The goal of his World Toilet Organization, which he says has members in 41 countries around the world, is to make clean, safe and affordable sanitation available to everyone.
Every year, the organization holds World Toilet Summits at which academics, charities and government organizations discuss ways to improve sanitation and hygiene. The next summit is scheduled for New Delhi at the end of this month.
Sim says the first step in bringing about change is to talk openly about toilets - a taboo subject for many people. "Basically, toilets do not improve because people do not want to talk about it, and the reason they don't talk about it is that when they are children, their parents taught them that if you want to be respected for the rest of your life, don't ever admit that you have a relationship with the toilet - and that is really, really wrong," he says.

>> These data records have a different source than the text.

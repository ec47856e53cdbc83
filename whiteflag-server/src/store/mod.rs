//! Record store abstraction.
//!
//! The engine only requires overwrite-by-id puts that are durable before
//! returning, and gets that reflect the last successful put. Two record
//! sets are kept: requests-by-id and claims-by-id. No foreign keys beyond
//! the engine's own invariant checks.

mod memory;
mod sqlite;

pub use memory::MemoryStore;
pub use sqlite::SqliteStore;

use std::fmt;

use async_trait::async_trait;

use whiteflag_core::{Claim, ClaimId, EngineError, Request, RequestId};

/// Storage failure. The engine does not retry; it surfaces these as
/// `Unavailable` and leaves recovery to the backend.
#[derive(Debug, Clone)]
pub struct StoreError {
    op: String,
    detail: String,
}

impl StoreError {
    pub fn storage(op: impl Into<String>, detail: impl Into<String>) -> Self {
        Self {
            op: op.into(),
            detail: detail.into(),
        }
    }
}

impl fmt::Display for StoreError {
    fn fmt(&self, f: &mut fmt::Formatter<'_>) -> fmt::Result {
        write!(f, "store operation '{}' failed: {}", self.op, self.detail)
    }
}

impl std::error::Error for StoreError {}

impl From<StoreError> for EngineError {
    fn from(err: StoreError) -> Self {
        EngineError::unavailable(err.to_string())
    }
}

/// Durable key-value persistence for requests and claims.
#[async_trait]
pub trait RecordStore: Send + Sync {
    async fn get_request(&self, id: &RequestId) -> Result<Option<Request>, StoreError>;

    /// Upsert by id. Must be durable before returning.
    async fn put_request(&self, request: &Request) -> Result<(), StoreError>;

    async fn get_all_requests(&self) -> Result<Vec<Request>, StoreError>;

    async fn get_claim(&self, id: &ClaimId) -> Result<Option<Claim>, StoreError>;

    async fn put_claim(&self, claim: &Claim) -> Result<(), StoreError>;

    async fn get_all_claims(&self) -> Result<Vec<Claim>, StoreError>;
}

The charity runs a World Toilet College in Singapore. Students from different fields, such as architects or development workers, can chose among courses ranging from toilet design to ecological sanitation.
Sim says one of the organization's most important tasks is to train people in slums and rural areas to build toilets themselves. He says he promotes the use of toilets by making them into a status symbol. "If you are defecating on the roadside you are not very respectable, but if you have a toilet then it's like you have a television or you have a hand phone. So this is a very, very important way of promoting it to them, because the poor are status-seeking people," he says.
Sim says his organization will soon open a second toilet college, in the Indonesian province of Aceh.